Strategies For Dividing And Sharing Source Data

When handling raw data from an external or internal source, we are disposed to several choices:

  • Should we leave the data unaltered, a mere and true replicate of the source to make comparisons between the two more readable?

  • There are times it makes sense to compile data into a singular table - like when input files are plenty, small and but the same format or when the source systems has been normalized into many slim tables with few columns which clearly relate to one another.

  • We can choose to divide large inputs into smaller chunks. This is especially viable if parts of the content is clearly distinguishable, like when you have both customer and supplier orders in the same input stream.

  • In some cases, we can also choose to operate on the incoming data to make it more fertile and ready for consumption. This can happen in any number of ways depending on both the quality of the data and how we will use the data in later stages. Here we will not discover these plentitude of opportunities.

So which strategy should we adopt when viewing a set of new input that is destined to be our new stream of input?

I am inclined to use the restaurant analogy and how they treat their raw material, which is delivered by different vendors. Do they store the material of equal kind in the same or separate containers? Do they treat the goods - cut the cucumbers in two or more slices - before they put it into tiny boxes? Maybe they have a unique cartridge system with equal-size boxes that dictate how it will be partitioned, divided and shared. Circumstances, skills, tools and historical reasons will guide your choices whether you like it or not. Can we somehow come up with some rule of thumb of what to do?
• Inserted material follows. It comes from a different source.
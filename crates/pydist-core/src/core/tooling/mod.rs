pub mod timings;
In my experience, the approach of dividing the data from the same source is the most overlooked. It is something we do at a later stage. Even though most source tables are built with no redundancy in mind, it does not mean that it cannot contain diversable information, which appear to be the same, like customer and supplier order or invoices. As the source system is built to handle many world problems and the underlying database design has to cater for that, sometimes we end up with big tables containing data that covers at least two business processes. It can be hard to distinguish from the fact that these tables are often the core, the main artery of that system and here we are with our scalpels trying to carve those data apart. Again, the properties of a customer and supplier invoice are pretty much the same and hence the core of the source can be put in one single source table. From a data modeling perspective, an invoice is an invoice. It is actually quite clever, and 3NFish, to put the data in the same table. It is almost ironic – we are trying to build an information model of the business in question and then we go ahead and put two, quite different, processes in the same heap.

Another example is when an ERP system is using generic tables to record different kind of calculations defined by the business user. These calculations can vary a great deal and the outcome can ultimately support different needs and business processes. For instance, a calculation can find the aggregated performance of a portfolio on a daily basis. Another calculation can tell how the different assets in that portfolio attributed to the overall performance. The results of these will be stored in the same tables as they use the same calculation engine. The use of it can be rather reporting the performance and analysis of the attribution. The reason we want to divide these data into separate tables is that we would want to load it at different times as the reporting needs vary from the analysis’ needs.

Therefore, what we should do is to make those two arteries run in two different veins embracing our user’s needs. And, I do believe in information streams. Streams that build information highways. An information stream is a current of data that flows from the source to a designated end user. We want to separate the different business processes to make theme unconnected and able to run on different times independently of the underlying structure. We do not want them to interrelate as this atomic level. Yes, customer consumption directs the supply of goods we need. It does not mean we need to put in the same table!

So, when should we gather data into a single table? We want maintain the control of the input. We want to make sure that we can explain every possibility of what happened during data transfers - most of all to ourselves. Maintaining hundreds and thousands of inputs when we can collate parts of it makes sense, because having too many tables will make us loose overview and that inevitable control. Especially in cases where there are tables correlating because of a strong 3NF structure in the source, having a one-to-one connection to a main table, we should include those data in that table. If these data are stand-alone and parse in a single table it makes sense to just put them in the same box when gathering the input. When we have many sources gathering the same type of data with the same fields, but different content - it also makes sense to gather these and use a column as a source descriptor to distinguish the data vendors.

In conclusion, divide data from a single source table when it splits into separate business processes. Gather data when it belongs together and there is no other time-related loading reasons for not doing so.